### EXERCISE PROMPT
Provide again, from the entries below, every line from the one containing "#[cfg(test)]" through the one containing "assert_ne!(first, second);", exactly as written, and no other line.

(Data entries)

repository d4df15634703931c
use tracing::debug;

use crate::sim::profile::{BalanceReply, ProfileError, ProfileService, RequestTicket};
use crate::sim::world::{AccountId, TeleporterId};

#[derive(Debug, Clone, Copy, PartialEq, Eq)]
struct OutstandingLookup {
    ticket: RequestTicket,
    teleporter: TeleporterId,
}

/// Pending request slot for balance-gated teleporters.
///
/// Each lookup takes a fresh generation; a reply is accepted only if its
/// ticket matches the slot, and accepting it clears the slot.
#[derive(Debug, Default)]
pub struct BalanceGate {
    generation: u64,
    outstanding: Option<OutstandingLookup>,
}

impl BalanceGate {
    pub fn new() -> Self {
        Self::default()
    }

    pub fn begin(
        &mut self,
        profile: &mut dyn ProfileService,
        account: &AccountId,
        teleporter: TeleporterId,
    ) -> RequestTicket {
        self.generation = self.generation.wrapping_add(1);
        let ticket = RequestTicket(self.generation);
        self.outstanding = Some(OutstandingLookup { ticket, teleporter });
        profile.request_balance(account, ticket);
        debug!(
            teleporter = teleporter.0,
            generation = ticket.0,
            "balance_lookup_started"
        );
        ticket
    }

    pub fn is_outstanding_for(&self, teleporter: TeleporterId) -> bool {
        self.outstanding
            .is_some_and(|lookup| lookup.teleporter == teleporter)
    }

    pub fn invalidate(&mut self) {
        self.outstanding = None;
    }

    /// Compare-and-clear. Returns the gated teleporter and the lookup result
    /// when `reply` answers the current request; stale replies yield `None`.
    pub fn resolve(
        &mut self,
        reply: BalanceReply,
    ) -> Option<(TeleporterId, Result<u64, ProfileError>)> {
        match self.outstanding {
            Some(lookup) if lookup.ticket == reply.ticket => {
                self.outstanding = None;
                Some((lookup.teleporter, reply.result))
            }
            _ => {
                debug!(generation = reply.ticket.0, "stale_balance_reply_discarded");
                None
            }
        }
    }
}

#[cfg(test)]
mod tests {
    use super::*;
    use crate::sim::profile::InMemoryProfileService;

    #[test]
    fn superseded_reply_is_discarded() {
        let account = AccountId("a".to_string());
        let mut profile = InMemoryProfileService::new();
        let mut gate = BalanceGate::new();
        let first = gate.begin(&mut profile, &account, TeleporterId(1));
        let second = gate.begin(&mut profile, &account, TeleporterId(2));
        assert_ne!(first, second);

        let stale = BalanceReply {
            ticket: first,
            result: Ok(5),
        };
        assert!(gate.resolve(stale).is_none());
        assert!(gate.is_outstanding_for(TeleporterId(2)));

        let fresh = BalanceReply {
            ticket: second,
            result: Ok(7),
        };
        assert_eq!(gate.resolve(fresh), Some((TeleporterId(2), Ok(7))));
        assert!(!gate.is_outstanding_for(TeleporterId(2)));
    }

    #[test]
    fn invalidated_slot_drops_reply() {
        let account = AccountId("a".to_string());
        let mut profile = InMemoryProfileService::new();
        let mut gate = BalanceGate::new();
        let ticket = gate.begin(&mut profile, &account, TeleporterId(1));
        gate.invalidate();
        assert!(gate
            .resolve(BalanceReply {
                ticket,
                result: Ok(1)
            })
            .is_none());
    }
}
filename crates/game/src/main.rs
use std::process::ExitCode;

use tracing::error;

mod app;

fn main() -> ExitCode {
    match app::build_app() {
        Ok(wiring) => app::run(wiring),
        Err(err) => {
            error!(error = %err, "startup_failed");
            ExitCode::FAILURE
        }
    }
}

### TASK SOLUTION
#[cfg(test)]
mod tests {
    use super::*;
    use crate::sim::profile::InMemoryProfileService;

    #[test]
    fn superseded_reply_is_discarded() {
        let account = AccountId("a".to_string());
        let mut profile = InMemoryProfileService::new();
        let mut gate = BalanceGate::new();
        let first = gate.begin(&mut profile, &account, TeleporterId(1));
        let second = gate.begin(&mut profile, &account, TeleporterId(2));
        assert_ne!(first, second);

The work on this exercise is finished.